* **Collection entries**
---

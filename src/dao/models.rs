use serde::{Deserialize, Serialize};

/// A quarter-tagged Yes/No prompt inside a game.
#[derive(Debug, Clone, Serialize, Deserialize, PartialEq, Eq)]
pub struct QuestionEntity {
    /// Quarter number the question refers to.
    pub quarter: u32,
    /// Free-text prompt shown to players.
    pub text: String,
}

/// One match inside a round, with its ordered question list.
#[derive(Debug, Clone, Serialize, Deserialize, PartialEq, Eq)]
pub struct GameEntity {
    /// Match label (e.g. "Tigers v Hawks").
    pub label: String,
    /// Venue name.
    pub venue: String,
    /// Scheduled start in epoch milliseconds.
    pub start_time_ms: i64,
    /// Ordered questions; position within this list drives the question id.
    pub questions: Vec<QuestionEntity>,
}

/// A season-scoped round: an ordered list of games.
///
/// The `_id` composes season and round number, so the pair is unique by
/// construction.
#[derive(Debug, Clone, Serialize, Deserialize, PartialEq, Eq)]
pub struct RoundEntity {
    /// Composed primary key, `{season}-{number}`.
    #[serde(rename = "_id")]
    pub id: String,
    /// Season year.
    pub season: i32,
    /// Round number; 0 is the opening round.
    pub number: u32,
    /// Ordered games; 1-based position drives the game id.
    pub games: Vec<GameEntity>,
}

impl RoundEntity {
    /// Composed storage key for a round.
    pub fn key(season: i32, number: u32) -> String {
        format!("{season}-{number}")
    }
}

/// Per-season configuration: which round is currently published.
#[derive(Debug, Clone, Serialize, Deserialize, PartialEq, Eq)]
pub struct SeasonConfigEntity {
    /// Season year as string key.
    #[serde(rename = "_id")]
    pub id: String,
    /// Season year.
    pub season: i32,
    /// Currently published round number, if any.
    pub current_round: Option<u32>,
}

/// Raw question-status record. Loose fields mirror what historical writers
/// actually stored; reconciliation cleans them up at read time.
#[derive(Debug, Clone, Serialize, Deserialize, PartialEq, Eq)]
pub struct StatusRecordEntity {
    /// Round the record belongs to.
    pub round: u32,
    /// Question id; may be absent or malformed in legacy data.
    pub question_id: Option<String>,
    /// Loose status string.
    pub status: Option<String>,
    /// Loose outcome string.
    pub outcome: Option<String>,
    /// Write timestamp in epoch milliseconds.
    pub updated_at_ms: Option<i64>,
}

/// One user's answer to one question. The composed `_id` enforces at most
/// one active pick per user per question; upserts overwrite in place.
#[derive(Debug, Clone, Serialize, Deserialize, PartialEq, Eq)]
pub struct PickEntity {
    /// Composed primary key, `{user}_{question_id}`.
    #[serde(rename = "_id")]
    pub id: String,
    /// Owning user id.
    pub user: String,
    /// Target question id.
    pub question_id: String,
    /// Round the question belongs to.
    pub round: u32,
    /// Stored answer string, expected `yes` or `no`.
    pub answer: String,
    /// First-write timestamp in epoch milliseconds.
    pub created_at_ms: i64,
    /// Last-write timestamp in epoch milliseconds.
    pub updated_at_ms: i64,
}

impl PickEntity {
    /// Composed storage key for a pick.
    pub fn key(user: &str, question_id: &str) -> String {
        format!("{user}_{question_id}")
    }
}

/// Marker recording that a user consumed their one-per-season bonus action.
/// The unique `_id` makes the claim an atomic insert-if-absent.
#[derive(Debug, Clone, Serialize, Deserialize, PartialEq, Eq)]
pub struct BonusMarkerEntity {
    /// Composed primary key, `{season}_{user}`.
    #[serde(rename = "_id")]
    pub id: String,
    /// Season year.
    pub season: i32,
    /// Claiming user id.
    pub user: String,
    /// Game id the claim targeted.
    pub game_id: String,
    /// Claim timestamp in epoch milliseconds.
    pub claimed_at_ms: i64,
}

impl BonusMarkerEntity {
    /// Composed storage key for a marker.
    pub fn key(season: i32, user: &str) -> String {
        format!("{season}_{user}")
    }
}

---

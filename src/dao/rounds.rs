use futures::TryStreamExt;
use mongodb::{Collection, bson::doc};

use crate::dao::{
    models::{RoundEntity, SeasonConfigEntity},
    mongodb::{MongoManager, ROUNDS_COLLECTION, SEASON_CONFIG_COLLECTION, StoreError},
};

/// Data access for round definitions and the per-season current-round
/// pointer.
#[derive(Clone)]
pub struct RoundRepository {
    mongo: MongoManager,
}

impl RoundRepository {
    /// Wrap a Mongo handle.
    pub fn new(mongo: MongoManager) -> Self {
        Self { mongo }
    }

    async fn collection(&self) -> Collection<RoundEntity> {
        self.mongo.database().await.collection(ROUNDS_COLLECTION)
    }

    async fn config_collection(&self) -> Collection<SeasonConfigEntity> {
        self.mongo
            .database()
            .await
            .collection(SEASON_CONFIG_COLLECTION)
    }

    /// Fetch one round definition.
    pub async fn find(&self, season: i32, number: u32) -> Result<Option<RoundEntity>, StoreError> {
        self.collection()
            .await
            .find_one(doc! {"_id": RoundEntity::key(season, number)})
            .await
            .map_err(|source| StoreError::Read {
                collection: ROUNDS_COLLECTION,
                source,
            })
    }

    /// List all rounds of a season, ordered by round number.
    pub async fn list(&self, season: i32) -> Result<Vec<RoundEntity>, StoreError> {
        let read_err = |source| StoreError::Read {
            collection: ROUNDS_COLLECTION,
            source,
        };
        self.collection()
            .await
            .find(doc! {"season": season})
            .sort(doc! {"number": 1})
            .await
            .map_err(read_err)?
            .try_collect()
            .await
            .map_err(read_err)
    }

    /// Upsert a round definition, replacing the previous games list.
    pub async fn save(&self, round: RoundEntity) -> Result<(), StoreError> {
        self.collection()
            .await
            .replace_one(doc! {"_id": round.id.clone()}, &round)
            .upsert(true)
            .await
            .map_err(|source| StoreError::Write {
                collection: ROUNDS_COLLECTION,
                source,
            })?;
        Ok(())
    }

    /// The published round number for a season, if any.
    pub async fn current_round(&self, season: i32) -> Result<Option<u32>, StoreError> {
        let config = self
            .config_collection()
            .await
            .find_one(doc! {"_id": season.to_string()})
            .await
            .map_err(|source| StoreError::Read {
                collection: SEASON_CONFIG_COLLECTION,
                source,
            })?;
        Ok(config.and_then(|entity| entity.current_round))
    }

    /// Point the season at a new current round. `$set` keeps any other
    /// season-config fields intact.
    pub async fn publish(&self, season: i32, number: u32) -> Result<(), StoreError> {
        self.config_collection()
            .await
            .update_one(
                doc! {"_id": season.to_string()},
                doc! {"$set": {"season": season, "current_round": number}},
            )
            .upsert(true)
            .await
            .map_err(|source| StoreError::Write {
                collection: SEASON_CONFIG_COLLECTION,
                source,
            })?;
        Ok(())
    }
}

---

A complete answer reproduces every line of the records in which the word "format" occurs.

        format!("{season}-{number}")
        format!("{user}_{question_id}")
        format!("{season}_{user}")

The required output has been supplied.